I thought I really loved Madrid, but Sevilla is absolutely incredible! The weather is gorgeous, it has been in the 70´s (not sure the exact temperature because I haven´t mastered the conversion from Celsius to Fahrenheit yet) and there’s barely a cloud in the sky. The air is also much fresher here than in Madrid, which was packed with smokers. It´s nice to be able to take a deep breath without looking around you first to make sure that you won’t inhale a big gulp of smoky air.

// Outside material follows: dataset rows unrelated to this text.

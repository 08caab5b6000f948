#![allow(dead_code)]

use std::time::Duration;

use agentdock_session::sim::{Call, CallLog, LoginScript, SimWorld};
use agentdock_session::{AuthStatus, LoginRequest, SessionConfig, SessionHandle, SessionView};
use agentdock_types::{ChainFamily, Identity, Wallet};
use tokio::task::JoinHandle;
use tokio::time::{sleep, timeout};

const WAIT: Duration = Duration::from_secs(30);

pub struct Harness {
    pub world: SimWorld,
    pub handle: SessionHandle,
    runtime: JoinHandle<()>,
}

impl Harness {
    pub fn start(world: SimWorld) -> Self {
        let runtime = world.runtime();
        let handle = runtime.handle();
        let runtime = tokio::spawn(runtime.run());
        Self {
            world,
            handle,
            runtime,
        }
    }

    pub fn with_defaults() -> Self {
        Self::start(SimWorld::new(SessionConfig::default()))
    }

    pub async fn wait_until(&self, pred: impl FnMut(&SessionView) -> bool) -> SessionView {
        timeout(WAIT, self.handle.wait_until(pred))
            .await
            .expect("timed out waiting for session view")
            .expect("runtime stopped")
    }

    /// Logs `user` in without the pre-login cleanup and waits for a settled
    /// authenticated session.
    pub async fn login(&self, user: Identity) -> SessionView {
        self.world.provider.set_script(LoginScript::Complete(user));
        self.handle
            .start_login(LoginRequest::default().skip_disconnect())
            .expect("start login");
        let view = self
            .wait_until(|v| {
                v.is_authenticated && v.auth_status == AuthStatus::Void && v.chain.is_some()
            })
            .await;
        settle().await;
        view
    }

    pub async fn stop(self) {
        self.handle.shutdown();
        timeout(WAIT, self.runtime)
            .await
            .expect("runtime did not stop")
            .expect("runtime panicked");
    }
}

pub fn user_with_wallet(id: &str, address: &str) -> Identity {
    Identity::new(id).with_wallet(Wallet::external(address, ChainFamily::Evm))
}

/// Lets in-flight handlers and their follow-up events drain.
pub async fn settle() {
    sleep(Duration::from_secs(2)).await;
}

pub async fn wait_for_call(log: &CallLog, call: &Call, count: usize) {
    timeout(WAIT, async {
        while log.count(call) < count {
            sleep(Duration::from_millis(10)).await;
        }
    })
    .await
    .unwrap_or_else(|_| panic!("timed out waiting for {call:?} x{count}"));
}

pub async fn wait_for<F: FnMut() -> bool>(mut check: F) {
    timeout(WAIT, async {
        while !check() {
            sleep(Duration::from_millis(10)).await;
        }
    })
    .await
    .expect("timed out waiting for condition");
}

The streets are also much more enchanting than Madrid´s crowded, plain jane roads. It’s very easy to get lost on the windy streets, but as long as you watch out for the mopeds which zip by unexpectedly, than you are bound to find your way to a familiar landmark eventually. I’m also enjoying all the greenery here. The first day we enjoyed lunch outside under the shade of orange trees, which decorate the entire city. We have yet to try one of the oranges though as we hear that they are very bitter and only used for perfume and cat food.

If you’ve never been to Sevilla, I would encourage you to put it on your list of things to do before you die. Yesterday we visited the 3rd largest cathedral in the world. It was absolutely breathtaking! We climbed all the way to the top of the bell tower for the best view of the city. No building in all of Sevilla is allowed to be taller than the tower. Today we visited the Real Alcazar, which is a palace where royalty still live. I truly felt like I was in paradise as I wandered around the massive gardens surrounding the palace. I spent a long time in the center of the park writing poetry as the sun beat down on my face and birds chirped all around me. Don´t worry, I took PLENTY of pictures and as soon as I get them on a CD I will email some out. My afternoon was spent in the Parque de Maria Luisa journaling beneath the terraces. I don´t think I have ever wrote so much in my entire life as I have here. There have been many nights where I have found myself staying up until 3am journaling. There is just so much I want to record, so many new experiences, insights and knowledge that I do not want to forget.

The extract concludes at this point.